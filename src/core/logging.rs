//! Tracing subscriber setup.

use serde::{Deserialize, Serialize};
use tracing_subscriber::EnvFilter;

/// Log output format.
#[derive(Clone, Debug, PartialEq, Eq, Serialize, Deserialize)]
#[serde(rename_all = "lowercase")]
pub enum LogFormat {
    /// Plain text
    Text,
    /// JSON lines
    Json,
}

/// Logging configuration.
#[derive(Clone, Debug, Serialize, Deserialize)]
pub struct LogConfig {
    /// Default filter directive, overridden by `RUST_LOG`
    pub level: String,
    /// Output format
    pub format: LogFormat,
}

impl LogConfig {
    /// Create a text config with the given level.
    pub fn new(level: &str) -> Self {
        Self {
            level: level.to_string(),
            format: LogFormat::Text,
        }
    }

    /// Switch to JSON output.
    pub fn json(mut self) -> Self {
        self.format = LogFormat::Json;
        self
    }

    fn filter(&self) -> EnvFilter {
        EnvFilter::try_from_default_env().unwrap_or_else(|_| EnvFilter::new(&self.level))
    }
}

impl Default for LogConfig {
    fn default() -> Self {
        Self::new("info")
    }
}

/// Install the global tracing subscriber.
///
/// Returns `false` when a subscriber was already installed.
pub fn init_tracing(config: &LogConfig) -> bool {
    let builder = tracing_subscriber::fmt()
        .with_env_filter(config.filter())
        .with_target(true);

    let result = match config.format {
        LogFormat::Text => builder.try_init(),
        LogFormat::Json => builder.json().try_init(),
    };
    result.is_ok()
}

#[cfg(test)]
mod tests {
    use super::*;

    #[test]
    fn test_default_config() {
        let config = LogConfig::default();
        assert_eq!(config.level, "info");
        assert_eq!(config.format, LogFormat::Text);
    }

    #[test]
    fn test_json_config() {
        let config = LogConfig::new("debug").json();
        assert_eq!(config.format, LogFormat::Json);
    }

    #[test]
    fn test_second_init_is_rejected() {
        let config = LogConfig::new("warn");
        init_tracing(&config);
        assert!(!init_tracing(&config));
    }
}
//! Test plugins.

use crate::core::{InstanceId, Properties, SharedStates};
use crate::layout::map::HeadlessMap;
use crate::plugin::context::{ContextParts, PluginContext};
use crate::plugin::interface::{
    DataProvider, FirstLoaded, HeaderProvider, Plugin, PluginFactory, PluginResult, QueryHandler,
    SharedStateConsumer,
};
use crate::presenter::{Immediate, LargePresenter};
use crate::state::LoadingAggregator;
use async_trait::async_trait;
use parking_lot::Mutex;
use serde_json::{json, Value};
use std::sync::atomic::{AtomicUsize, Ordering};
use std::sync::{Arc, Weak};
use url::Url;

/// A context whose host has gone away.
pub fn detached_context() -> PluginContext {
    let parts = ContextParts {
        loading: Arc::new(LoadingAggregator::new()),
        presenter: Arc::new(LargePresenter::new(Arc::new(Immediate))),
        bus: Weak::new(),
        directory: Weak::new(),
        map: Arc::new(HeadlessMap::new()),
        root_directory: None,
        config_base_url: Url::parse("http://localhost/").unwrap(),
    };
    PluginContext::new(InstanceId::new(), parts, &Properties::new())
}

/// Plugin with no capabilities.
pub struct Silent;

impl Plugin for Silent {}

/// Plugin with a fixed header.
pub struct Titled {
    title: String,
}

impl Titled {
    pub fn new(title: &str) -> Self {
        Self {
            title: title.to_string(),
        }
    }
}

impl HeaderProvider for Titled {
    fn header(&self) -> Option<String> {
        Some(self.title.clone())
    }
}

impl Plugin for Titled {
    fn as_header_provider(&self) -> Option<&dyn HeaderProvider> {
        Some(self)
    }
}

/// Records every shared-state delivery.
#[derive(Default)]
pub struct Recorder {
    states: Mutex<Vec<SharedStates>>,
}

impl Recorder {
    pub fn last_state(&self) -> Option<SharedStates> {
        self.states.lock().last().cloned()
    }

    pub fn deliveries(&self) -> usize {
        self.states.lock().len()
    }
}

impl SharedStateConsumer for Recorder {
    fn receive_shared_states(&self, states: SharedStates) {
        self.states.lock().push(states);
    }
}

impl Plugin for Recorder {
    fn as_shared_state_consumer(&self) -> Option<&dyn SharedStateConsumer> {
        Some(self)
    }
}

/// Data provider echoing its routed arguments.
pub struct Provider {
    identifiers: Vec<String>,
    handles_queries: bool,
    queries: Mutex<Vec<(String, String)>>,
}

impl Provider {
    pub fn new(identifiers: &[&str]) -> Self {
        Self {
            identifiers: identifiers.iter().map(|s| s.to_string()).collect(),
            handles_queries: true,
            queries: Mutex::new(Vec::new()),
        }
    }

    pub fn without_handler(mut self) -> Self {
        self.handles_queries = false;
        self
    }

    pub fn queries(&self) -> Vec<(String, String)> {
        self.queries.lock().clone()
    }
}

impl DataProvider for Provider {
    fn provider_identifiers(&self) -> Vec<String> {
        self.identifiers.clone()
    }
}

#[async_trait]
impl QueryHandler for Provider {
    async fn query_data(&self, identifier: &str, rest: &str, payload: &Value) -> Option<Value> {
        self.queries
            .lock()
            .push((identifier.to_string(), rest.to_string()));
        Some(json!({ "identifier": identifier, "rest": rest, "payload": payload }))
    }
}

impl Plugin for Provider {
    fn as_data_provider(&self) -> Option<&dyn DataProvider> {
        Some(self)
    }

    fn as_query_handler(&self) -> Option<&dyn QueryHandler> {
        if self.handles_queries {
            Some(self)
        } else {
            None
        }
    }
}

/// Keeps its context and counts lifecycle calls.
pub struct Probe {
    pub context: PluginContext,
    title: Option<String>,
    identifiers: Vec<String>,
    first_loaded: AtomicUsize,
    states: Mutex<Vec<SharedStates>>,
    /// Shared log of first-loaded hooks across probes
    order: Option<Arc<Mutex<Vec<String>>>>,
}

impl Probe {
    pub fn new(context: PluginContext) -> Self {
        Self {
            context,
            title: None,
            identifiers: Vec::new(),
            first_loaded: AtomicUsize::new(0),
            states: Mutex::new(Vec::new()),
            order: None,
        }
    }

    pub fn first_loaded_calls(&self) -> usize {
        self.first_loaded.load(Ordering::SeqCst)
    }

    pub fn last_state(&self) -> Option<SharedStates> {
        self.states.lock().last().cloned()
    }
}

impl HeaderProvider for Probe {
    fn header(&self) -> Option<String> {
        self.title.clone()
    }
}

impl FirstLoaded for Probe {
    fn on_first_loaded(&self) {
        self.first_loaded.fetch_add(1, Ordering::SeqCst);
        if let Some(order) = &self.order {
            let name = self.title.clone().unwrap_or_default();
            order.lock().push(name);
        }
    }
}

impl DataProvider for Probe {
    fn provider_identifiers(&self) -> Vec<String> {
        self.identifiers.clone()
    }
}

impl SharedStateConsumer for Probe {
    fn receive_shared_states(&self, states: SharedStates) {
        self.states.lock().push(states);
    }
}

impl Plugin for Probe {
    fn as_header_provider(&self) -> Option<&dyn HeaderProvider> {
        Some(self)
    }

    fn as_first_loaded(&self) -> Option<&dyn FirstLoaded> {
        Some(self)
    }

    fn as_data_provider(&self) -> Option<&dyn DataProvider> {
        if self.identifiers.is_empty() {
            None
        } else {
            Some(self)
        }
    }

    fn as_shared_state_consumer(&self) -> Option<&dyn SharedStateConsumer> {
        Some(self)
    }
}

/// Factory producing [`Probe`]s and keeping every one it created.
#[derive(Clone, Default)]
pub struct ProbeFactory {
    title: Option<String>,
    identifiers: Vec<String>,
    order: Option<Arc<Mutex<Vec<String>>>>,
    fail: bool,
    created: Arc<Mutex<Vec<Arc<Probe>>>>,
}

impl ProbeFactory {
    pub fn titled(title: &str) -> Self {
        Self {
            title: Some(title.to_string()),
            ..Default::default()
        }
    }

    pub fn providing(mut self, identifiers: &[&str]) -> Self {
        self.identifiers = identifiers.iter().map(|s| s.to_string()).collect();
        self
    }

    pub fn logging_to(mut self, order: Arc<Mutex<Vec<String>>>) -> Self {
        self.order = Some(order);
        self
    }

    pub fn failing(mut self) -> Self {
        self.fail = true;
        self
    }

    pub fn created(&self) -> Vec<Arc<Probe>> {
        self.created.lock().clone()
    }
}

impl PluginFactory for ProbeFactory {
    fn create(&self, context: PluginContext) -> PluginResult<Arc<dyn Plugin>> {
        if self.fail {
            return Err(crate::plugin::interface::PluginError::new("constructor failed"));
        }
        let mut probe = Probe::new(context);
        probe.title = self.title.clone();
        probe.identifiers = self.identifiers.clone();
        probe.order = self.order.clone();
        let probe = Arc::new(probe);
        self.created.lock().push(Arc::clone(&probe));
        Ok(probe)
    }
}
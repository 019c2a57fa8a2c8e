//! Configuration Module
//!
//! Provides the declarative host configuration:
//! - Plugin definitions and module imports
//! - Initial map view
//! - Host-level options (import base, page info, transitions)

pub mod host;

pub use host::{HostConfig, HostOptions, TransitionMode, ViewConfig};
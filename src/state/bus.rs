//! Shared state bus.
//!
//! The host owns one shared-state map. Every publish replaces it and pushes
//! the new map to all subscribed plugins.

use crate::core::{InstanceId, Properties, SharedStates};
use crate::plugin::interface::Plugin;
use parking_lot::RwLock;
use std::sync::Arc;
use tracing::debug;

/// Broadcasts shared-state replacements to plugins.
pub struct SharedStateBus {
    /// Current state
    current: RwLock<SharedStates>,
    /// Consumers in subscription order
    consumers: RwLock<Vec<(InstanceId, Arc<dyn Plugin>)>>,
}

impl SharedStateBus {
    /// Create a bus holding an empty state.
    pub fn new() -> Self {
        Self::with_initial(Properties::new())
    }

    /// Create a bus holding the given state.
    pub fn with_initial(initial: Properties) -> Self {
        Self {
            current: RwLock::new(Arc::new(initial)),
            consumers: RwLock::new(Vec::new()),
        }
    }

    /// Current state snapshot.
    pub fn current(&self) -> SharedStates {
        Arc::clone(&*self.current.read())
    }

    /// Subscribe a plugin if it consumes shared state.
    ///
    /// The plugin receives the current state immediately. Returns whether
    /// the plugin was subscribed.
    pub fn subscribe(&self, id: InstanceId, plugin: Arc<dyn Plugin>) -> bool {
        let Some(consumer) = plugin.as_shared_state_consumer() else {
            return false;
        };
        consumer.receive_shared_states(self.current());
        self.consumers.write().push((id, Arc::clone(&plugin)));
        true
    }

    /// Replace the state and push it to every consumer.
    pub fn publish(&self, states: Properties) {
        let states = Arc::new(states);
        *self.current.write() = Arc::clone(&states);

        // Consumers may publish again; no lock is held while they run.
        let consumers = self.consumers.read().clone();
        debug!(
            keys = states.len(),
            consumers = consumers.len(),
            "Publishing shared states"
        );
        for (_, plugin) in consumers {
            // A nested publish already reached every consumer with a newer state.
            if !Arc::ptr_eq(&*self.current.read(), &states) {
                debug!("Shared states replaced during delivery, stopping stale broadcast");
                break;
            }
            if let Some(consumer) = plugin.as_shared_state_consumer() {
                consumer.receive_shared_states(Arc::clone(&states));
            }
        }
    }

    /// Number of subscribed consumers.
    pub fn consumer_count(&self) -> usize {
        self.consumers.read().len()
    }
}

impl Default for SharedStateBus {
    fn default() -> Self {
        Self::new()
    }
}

Your goal |
Print the listing above from its first line through the line with "let builder = tracing_subscriber::fmt()", and stop there.

Answer box |
filename src/core/logging.rs
//! Tracing subscriber setup.

use serde::{Deserialize, Serialize};
use tracing_subscriber::EnvFilter;

/// Log output format.
#[derive(Clone, Debug, PartialEq, Eq, Serialize, Deserialize)]
#[serde(rename_all = "lowercase")]
pub enum LogFormat {
    /// Plain text
    Text,
    /// JSON lines
    Json,
}

/// Logging configuration.
#[derive(Clone, Debug, Serialize, Deserialize)]
pub struct LogConfig {
    /// Default filter directive, overridden by `RUST_LOG`
    pub level: String,
    /// Output format
    pub format: LogFormat,
}

impl LogConfig {
    /// Create a text config with the given level.
    pub fn new(level: &str) -> Self {
        Self {
            level: level.to_string(),
            format: LogFormat::Text,
        }
    }

    /// Switch to JSON output.
    pub fn json(mut self) -> Self {
        self.format = LogFormat::Json;
        self
    }

    fn filter(&self) -> EnvFilter {
        EnvFilter::try_from_default_env().unwrap_or_else(|_| EnvFilter::new(&self.level))
    }
}

impl Default for LogConfig {
    fn default() -> Self {
        Self::new("info")
    }
}

/// Install the global tracing subscriber.
///
/// Returns `false` when a subscriber was already installed.
pub fn init_tracing(config: &LogConfig) -> bool {
    let builder = tracing_subscriber::fmt()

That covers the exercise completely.